Historical Parallels
The piece draws parallels between ancient mechanisms of enforcing orthodoxy and modern institutional responses to dissent. I draw on historical parallels of dissenters who resisted the pull of power to modern-day examples of lab whistleblowers.
The mechanisms of punishment have changed throughout history, but the purpose remains the same: to preserve institutional legitimacy by marginalizing the dissenter.
Documented Cases of Retaliation
The editorial examines several cases:
Gregory Ohlson (Arizona DPS): Forced into early retirement after testifying that laboratories should disclose full batch data, despite federal acknowledgment that his speech was constitutionally protected.
Darcy Richardson (Vermont): Reported that technicians were artificially spiking control samples. Her warnings were ignored, and courts later dismissed cases on the very grounds she had identified.
Bethany Pridgen (Wilmington Crime Lab): After testifying about missing drug evidence and laboratory mismanagement, authorities transferred the entire lab out of city control to eliminate her position.

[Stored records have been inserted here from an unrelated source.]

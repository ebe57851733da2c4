//! Configuration models and layered config loading.
//!
//! This crate owns the permit config schema, validation, and the layer-merging
//! logic used by the gateway and the demo binary.

mod error;
mod loader;
mod model;

/// Public error type returned by config loading and validation APIs.
pub use error::ConfigError;
/// Layered config types and loader options.
pub use loader::{ConfigLayer, ConfigLayerSource, LayeredConfig, LayeredConfigOptions};
/// Configuration schema models.
pub use model::*;
//! Container lifecycle signals consumed by the queue.

use serde::{Deserialize, Serialize};

/// Zero-argument lifecycle notification from the owning container.
#[derive(Debug, Clone, Copy, PartialEq, Eq, Hash, Serialize, Deserialize)]
#[serde(rename_all = "snake_case")]
pub enum LifecycleEvent {
    /// Container attached to its host.
    Attach,
    /// Container finished creation.
    Created,
    /// Container view is ready.
    ViewReady,
    /// Container view was destroyed; the container itself may come back.
    ViewDestroyed,
    /// Container detached from its host.
    Detach,
    /// Permanent teardown. No further signals follow.
    Destroy,
}

impl LifecycleEvent {
    /// Signals after which the container may have become eligible to issue.
    pub fn is_activation(self) -> bool {
        matches!(
            self,
            LifecycleEvent::Attach | LifecycleEvent::Created | LifecycleEvent::ViewReady
        )
    }

    /// Signals that cancel the in-flight request.
    pub fn cancels_in_flight(self) -> bool {
        matches!(
            self,
            LifecycleEvent::ViewDestroyed | LifecycleEvent::Detach | LifecycleEvent::Destroy
        )
    }

    /// The only signal that also discards pending requests.
    pub fn is_terminal(self) -> bool {
        matches!(self, LifecycleEvent::Destroy)
    }
}
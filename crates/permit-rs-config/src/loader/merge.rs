//! JSON merge helpers for layered configuration.

use serde_json::Value;

/// Merge overlay values into the base, recursively overriding objects.
pub(super) fn merge_json_values(base: &mut Value, overlay: &Value) {
    match (base, overlay) {
        (Value::Object(base_map), Value::Object(overlay_map)) => {
            for (key, value) in overlay_map {
                match base_map.get_mut(key) {
                    Some(existing) => merge_json_values(existing, value),
                    None => {
                        base_map.insert(key.clone(), value.clone());
                    }
                }
            }
        }
        (base_slot, overlay_value) => {
            *base_slot = overlay_value.clone();
        }
    }
}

Itiel Dror (Cognitive Psychologist): His methodologically sound research on cognitive bias in forensic pathology provoked intense backlash; not because his research was flawed, but because its implications were uncomfortable.
The Scapegoat Mechanism
These cases reveal how institutions protect their authority not by confronting error, but by expelling those who reveal it.

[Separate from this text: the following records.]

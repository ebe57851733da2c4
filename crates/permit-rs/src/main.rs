//! Demo application: two screen actions requesting permissions concurrently.

mod simulated;

use anyhow::Context;
use clap::Parser;
use log::info;
use permit_rs::{PermissionGateway, init_logging};
use permit_rs_config::PermitConfig;
use permit_rs_core::{Container, GrantOutcome, LifecycleEvent};
use permit_rs_protocol::permission_list;
use simulated::{DemoContainer, DialogHost, LogSink, run_dialogs};
use std::path::PathBuf;
use std::sync::Arc;
use std::time::Duration;
use tokio::task::JoinHandle;

/// Command-line options for the demo.
#[derive(Parser)]
#[command(name = "permit-demo", version)]
struct Cli {
    /// Optional path to a permit.json5 config file
    #[arg(long)]
    config: Option<PathBuf>,
    /// Permission already granted before the demo starts (repeatable)
    #[arg(long = "granted", value_name = "PERMISSION")]
    granted: Vec<String>,
    /// Permission the simulated dialog denies (repeatable)
    #[arg(long = "deny", value_name = "PERMISSION")]
    deny: Vec<String>,
    /// Milliseconds the simulated dialog stays open
    #[arg(long, default_value_t = 200)]
    dialog_delay_ms: u64,
    /// Destroy the container while the first dialog is showing
    #[arg(long)]
    teardown: bool,
}

#[tokio::main]
async fn main() -> anyhow::Result<()> {
    init_logging();
    let cli = Cli::parse();
    let config = load_config(&cli)?;
    let delay = Duration::from_millis(cli.dialog_delay_ms);

    let (host, dialogs) = DialogHost::new(cli.granted, cli.deny);
    let host = Arc::new(host);
    let gateway = Arc::new(
        PermissionGateway::new(host.clone(), config)
            .context("invalid permit config")?
            .with_event_sink(Arc::new(LogSink)),
    );
    let dialog_task = tokio::spawn(run_dialogs(
        dialogs,
        host,
        Arc::downgrade(&gateway),
        delay,
    ));

    let screen = DemoContainer::new();
    let container: Arc<dyn Container> = screen.clone();
    screen.attach();
    for event in [
        LifecycleEvent::Attach,
        LifecycleEvent::Created,
        LifecycleEvent::ViewReady,
    ] {
        gateway.on_lifecycle_event(container.id(), event);
    }

    let location = spawn_request(&gateway, &container, &["LOCATION_FINE", "LOCATION_COARSE"]);
    let record = spawn_request(&gateway, &container, &["RECORD_AUDIO"]);

    if cli.teardown {
        tokio::time::sleep(delay / 2).await;
        info!("tearing down container (container_id={})", container.id());
        screen.tear_down();
        for event in [
            LifecycleEvent::ViewDestroyed,
            LifecycleEvent::Detach,
            LifecycleEvent::Destroy,
        ] {
            gateway.on_lifecycle_event(container.id(), event);
        }
    }

    report("location", location.await.context("location request task failed")?);
    report("record", record.await.context("record request task failed")?);
    dialog_task.abort();
    Ok(())
}

fn load_config(cli: &Cli) -> anyhow::Result<PermitConfig> {
    if let Some(path) = &cli.config {
        return PermitConfig::load_from_path(path)
            .with_context(|| format!("failed to load config from {}", path.display()));
    }
    let cwd = std::env::current_dir().context("failed to resolve working directory")?;
    let layered = PermitConfig::load_layered(&cwd).context("failed to load layered config")?;
    Ok(layered.config)
}

fn spawn_request(
    gateway: &Arc<PermissionGateway>,
    container: &Arc<dyn Container>,
    ids: &[&str],
) -> JoinHandle<GrantOutcome> {
    let gateway = gateway.clone();
    let container = container.clone();
    let permissions = permission_list(ids.iter().copied());
    tokio::spawn(async move { gateway.request_permissions(&container, permissions).await })
}

fn report(label: &str, outcome: GrantOutcome) {
    match outcome {
        Ok(results) => println!("request {label} permissions: {results:?}"),
        Err(err) => println!("request {label} permissions: {err}"),
    }
}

Drawing on René Girard’s theory of scapegoating, I analyze how communities preserve unity by expelling the individual who exposes the internal contradictions of their shared myths.
In forensic science, the myth is that state laboratories are impartial guardians of truth. When someone undermines that belief, the institution responds with expulsion rather than reflection.
The Path Forward
More than fifteen years after the National Academy of Sciences warned that forensic laboratories cannot claim objectivity while operating under law enforcement control, the institutional framework remains largely unchanged.
We need change. I’m calling for:
Genuine scientific independence: Forensic laboratories governed by scientists, not law enforcement hierarchies.
Mandatory full disclosure: Complete transparency in methods, data, and results available in online discovery portals.
External peer review: Independent oversight from external experts outside of the system.
Whistleblower protections: Protected avenues for challenging entrenched narratives without fear of reprisal.
Science must remain self-correcting and free from the gravitational pull of power.
When science can question authority without penalty, it fulfills its role as an instrument of truth. The integrity of forensic practice depends upon preserving that freedom.
Building on Previous Work
This piece extends the analysis Chuck Ramsay and I began in Errors in Toxicology Testing and the Need for Full Discovery, which documented systematic problems including calibration failures, discovery violations, and whistleblower retaliation.
Read the Full Article
The editorial is published as open access:
“Truth, Power, and the Crisis of Forensic Independence”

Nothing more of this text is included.